■ Try it:
Among the lines below, take the one holding "console_error_panic_hook::set_once();", the one holding "fn window() ->", and all lines between them. Set them down exactly.

■ Material for this exercise:

____________

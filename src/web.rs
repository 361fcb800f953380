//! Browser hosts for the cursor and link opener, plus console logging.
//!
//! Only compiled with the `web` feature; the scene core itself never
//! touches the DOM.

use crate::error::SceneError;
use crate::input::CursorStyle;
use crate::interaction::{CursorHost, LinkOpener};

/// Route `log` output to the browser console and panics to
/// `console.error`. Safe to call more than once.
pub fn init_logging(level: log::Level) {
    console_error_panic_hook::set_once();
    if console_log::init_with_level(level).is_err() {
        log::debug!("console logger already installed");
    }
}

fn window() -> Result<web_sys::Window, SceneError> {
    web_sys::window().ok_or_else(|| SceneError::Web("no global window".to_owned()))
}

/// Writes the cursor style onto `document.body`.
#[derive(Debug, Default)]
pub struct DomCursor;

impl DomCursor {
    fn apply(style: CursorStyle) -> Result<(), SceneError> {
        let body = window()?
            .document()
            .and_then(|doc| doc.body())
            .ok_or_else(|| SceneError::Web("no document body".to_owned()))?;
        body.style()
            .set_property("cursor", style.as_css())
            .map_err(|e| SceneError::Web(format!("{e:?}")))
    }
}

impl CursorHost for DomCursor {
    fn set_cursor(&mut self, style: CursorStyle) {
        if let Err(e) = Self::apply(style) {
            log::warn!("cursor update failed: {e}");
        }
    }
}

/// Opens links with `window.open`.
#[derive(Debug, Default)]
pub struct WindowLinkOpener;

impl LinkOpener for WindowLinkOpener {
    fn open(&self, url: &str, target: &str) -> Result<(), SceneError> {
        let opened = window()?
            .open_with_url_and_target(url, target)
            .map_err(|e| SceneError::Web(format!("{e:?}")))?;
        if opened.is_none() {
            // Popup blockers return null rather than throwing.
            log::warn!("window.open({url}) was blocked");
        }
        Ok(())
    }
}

____________

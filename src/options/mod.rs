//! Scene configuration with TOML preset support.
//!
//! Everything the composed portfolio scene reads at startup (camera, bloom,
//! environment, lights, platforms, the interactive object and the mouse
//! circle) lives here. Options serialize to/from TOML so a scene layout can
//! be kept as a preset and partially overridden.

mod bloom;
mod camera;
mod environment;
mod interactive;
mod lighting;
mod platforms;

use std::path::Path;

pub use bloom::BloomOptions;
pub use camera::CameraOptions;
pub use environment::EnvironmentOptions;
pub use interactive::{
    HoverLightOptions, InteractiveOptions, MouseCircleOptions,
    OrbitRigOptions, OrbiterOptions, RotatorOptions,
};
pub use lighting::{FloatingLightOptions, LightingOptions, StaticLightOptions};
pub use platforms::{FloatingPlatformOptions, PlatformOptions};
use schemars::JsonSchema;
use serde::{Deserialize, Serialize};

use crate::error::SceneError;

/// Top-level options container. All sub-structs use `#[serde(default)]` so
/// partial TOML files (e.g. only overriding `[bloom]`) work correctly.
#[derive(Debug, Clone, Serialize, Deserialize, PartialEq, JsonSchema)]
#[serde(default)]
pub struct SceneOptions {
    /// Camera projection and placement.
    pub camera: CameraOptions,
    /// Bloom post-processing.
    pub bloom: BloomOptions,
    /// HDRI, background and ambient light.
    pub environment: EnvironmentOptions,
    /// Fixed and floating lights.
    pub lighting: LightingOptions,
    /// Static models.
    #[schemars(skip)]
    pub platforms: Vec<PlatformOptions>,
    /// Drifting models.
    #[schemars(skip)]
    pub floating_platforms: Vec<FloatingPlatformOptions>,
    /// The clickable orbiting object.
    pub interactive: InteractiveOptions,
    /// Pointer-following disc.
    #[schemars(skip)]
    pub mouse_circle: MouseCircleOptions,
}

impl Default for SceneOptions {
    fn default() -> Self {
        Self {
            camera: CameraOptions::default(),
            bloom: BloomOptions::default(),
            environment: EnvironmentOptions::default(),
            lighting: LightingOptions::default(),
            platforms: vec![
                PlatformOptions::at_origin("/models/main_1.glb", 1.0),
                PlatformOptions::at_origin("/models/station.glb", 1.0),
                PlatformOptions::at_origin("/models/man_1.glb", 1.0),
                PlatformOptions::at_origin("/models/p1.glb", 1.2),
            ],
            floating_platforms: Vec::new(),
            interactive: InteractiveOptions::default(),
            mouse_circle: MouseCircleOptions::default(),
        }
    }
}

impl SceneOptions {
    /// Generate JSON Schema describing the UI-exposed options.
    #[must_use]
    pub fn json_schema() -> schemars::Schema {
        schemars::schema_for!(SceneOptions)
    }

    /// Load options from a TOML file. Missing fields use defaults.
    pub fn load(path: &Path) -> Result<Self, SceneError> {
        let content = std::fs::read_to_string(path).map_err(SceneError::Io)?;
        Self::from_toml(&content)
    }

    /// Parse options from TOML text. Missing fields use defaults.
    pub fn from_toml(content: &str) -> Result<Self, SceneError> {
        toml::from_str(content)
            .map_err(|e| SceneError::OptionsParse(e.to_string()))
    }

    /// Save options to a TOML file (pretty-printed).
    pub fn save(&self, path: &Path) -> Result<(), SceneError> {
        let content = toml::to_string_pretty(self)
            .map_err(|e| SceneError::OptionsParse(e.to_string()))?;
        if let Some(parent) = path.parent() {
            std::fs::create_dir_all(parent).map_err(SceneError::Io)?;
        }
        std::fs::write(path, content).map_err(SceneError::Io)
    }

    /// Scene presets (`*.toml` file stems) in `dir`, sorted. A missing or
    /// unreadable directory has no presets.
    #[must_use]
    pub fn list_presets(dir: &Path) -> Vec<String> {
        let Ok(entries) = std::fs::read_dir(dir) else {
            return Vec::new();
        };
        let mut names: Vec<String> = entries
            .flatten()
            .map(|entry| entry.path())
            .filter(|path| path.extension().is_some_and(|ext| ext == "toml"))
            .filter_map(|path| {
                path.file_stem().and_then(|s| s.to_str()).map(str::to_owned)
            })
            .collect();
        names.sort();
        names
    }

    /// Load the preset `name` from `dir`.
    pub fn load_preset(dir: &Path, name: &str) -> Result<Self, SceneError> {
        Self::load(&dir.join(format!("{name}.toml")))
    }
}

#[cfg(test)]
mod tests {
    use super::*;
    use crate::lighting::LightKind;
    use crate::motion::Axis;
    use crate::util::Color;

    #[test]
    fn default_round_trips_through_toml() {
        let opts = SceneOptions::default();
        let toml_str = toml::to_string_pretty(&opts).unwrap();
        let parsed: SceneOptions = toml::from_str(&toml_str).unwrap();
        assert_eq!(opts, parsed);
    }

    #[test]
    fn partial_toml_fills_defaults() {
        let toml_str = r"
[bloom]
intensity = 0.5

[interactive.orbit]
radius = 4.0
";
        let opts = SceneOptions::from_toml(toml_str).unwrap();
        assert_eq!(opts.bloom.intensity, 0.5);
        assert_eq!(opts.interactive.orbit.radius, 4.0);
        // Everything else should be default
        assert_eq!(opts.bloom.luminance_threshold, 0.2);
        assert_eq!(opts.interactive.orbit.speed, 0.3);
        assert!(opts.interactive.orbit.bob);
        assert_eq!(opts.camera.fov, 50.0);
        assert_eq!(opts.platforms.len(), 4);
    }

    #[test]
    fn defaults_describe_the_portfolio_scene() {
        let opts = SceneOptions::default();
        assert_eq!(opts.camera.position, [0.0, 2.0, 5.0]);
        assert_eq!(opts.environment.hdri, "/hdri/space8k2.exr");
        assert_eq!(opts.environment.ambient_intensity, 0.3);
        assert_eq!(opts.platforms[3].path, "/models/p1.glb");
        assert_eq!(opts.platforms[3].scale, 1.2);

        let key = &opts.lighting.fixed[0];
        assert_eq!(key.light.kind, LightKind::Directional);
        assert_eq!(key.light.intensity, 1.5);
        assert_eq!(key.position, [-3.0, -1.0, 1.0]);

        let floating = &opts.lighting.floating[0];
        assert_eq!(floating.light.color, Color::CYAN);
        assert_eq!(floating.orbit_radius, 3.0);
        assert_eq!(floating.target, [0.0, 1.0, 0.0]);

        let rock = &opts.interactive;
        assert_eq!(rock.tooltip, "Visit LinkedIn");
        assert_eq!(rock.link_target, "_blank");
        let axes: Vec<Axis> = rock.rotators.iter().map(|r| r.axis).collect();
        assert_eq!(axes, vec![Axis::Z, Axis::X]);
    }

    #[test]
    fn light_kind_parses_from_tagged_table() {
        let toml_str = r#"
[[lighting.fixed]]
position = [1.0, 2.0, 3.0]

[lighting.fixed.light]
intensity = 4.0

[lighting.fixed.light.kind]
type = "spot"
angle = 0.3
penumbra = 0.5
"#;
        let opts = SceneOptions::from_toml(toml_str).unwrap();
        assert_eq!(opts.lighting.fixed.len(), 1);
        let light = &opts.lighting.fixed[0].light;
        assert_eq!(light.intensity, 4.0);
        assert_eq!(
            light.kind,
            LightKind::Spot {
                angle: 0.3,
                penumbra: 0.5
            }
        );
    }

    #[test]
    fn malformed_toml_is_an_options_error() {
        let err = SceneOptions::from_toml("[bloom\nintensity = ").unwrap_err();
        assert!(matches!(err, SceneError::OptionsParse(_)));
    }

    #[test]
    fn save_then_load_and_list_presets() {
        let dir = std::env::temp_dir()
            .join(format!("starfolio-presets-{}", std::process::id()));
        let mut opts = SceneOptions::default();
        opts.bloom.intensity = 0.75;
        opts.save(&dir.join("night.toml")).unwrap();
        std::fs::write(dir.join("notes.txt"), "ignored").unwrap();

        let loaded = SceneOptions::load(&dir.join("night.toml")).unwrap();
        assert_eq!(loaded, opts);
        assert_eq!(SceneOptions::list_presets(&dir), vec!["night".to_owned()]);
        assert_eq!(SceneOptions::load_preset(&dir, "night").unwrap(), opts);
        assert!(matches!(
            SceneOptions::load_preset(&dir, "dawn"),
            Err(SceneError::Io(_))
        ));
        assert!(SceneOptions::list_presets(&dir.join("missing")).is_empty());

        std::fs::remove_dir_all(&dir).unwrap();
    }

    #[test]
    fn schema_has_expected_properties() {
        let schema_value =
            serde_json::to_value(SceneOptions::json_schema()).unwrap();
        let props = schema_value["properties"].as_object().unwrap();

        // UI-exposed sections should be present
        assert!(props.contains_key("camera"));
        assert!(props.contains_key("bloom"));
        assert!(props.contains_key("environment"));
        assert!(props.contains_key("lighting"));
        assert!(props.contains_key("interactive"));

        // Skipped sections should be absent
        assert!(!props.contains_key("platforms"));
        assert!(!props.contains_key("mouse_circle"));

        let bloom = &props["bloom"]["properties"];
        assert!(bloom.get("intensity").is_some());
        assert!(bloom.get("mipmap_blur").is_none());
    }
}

____________

■ Expected answer:
    console_error_panic_hook::set_once();
    if console_log::init_with_level(level).is_err() {
        log::debug!("console logger already installed");
    }
}

fn window() -> Result<web_sys::Window, SceneError> {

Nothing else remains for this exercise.